Thursday, 1 October 2009

Dark matter detector? Or amber spyglass?

Science Daily reports that a team of researchers from the University of Zaragoza and IAS, in France has developed a device that can be used in efforts to detect the dark matter of the universe.  The device titled '"scintillating bolometer" uses a crystal so pure it can conduct the energy ostensibly generated when a particle of dark matter strikes the nucleus of one of its atoms.

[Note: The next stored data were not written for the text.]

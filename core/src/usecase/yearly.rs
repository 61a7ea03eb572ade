use std::collections::HashMap;

use serde::Serialize;

use crate::calendar::MonthKey;
use crate::error::Result;
use crate::model::record::MonthlyRecord;
use crate::model::stats::ATTENDANCE_TARGET_PERCENT;
use crate::repository::AttendanceRepository;
use crate::service::attendance_service::AttendanceService;

#[derive(Serialize, Debug, Clone, Copy, PartialEq, Eq)]
pub enum MonthStatus {
    NoData,
    Met,
    NotMet,
}

impl MonthStatus {
    pub fn of(record: &MonthlyRecord) -> Self {
        if record.working_days.is_empty() {
            MonthStatus::NoData
        } else if record.attendance_percentage >= ATTENDANCE_TARGET_PERCENT {
            MonthStatus::Met
        } else {
            MonthStatus::NotMet
        }
    }

    pub fn label(&self) -> &'static str {
        match self {
            MonthStatus::NoData => "-",
            MonthStatus::Met => "Met",
            MonthStatus::NotMet => "Not Met",
        }
    }
}

#[derive(Serialize, Debug, Clone, PartialEq)]
pub struct YearlySummary {
    pub year: i32,
    /// January through December; months with nothing stored are empty records.
    pub months: Vec<MonthlyRecord>,
    pub average_attendance: u32,
    pub months_above_target: usize,
}

impl YearlySummary {
    /// Builds the twelve-month view for `year` from an unordered scan.
    ///
    /// Missing months count as 0% in the average. Stored percentages are
    /// capped at 100 since they are not validated on read.
    pub fn build(year: i32, records: impl IntoIterator<Item = MonthlyRecord>) -> Result<Self> {
        let keys = MonthKey::months_of(year)?;
        let mut by_month: HashMap<MonthKey, MonthlyRecord> = records
            .into_iter()
            .filter(|r| r.month.year() == year)
            .map(|r| (r.month, r))
            .collect();

        let months: Vec<MonthlyRecord> = keys
            .into_iter()
            .map(|m| by_month.remove(&m).unwrap_or_else(|| MonthlyRecord::empty(m)))
            .map(|mut m| {
                m.attendance_percentage = m.attendance_percentage.min(100);
                m
            })
            .collect();

        let total: u32 = months.iter().map(|m| m.attendance_percentage).sum();
        // round(total / 12)
        let average_attendance = (total * 2 + 12) / 24;
        let months_above_target = months
            .iter()
            .filter(|m| m.attendance_percentage >= ATTENDANCE_TARGET_PERCENT)
            .count();

        Ok(Self {
            year,
            months,
            average_attendance,
            months_above_target,
        })
    }

    pub fn statuses(&self) -> impl Iterator<Item = (&MonthlyRecord, MonthStatus)> {
        self.months.iter().map(|m| (m, MonthStatus::of(m)))
    }
}

pub struct YearlyReportUseCase<'a, R: AttendanceRepository> {
    service: &'a AttendanceService<R>,
}

impl<'a, R: AttendanceRepository> YearlyReportUseCase<'a, R> {
    pub fn new(service: &'a AttendanceService<R>) -> Self {
        Self { service }
    }

    pub fn get_yearly_summary(&self, year: i32) -> Result<YearlySummary> {
        let records = self.service.records()?;
        tracing::debug!(year, stored = records.len(), "building yearly summary");
        YearlySummary::build(year, records)
    }
}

It is currently being used at the Orsay University Centre in France, where the team is working to optimise the device's light gathering potential. Eduardo García Abancéns notes:

"One of the biggest challenges in physics today is to discover the true nature of dark matter, which cannot be directly observed – even though it seems to make up one-quarter of the matter of the Universe. So we have to attempt to detect it using prototypes such as the one we have developed"



Sunday, 27 September 2009

Does the Wave of Expansion Theory spell the end for dark energy?

The controversial 'wave of expansion' theory, gets rid of dark energy, but violates the Copernican Principle in the process. 

Multiple journals reported on this new theory this week, with Seed providing a useful synopsis of the debates:

The crux of the debate is that mathematicians Blake Temple and Joel Smoller have found a theoretical way to explain the observations that led researchers to propose the concept of dark energy. If their solution, published in the Proceedings of the National Academy of Science, fits the data, it could provide a way out of the unpalatable notion of a dark-energy-dominated universe.

However, the the largest objection voiced is that this model would require Earth to be at the center of the universe. In other words, it would violate the Copernican principle, which states that the Earth does not have a special, favored place and that the universe is essentially homogeneous.  Lawrence Krauss leads the critics, saying: “I think that these mathematicians might have chosen the beautiful over the true.” 

Source:
http://is.gd/4dIJw

Thursday, 17 September 2009

Gell-Mann on Endangered Superstring Theorists

"I was a sort of patron of string theory — as a conservationist I set up a nature reserve for endangered superstring theorists at Caltech, and from 1972 to 1984"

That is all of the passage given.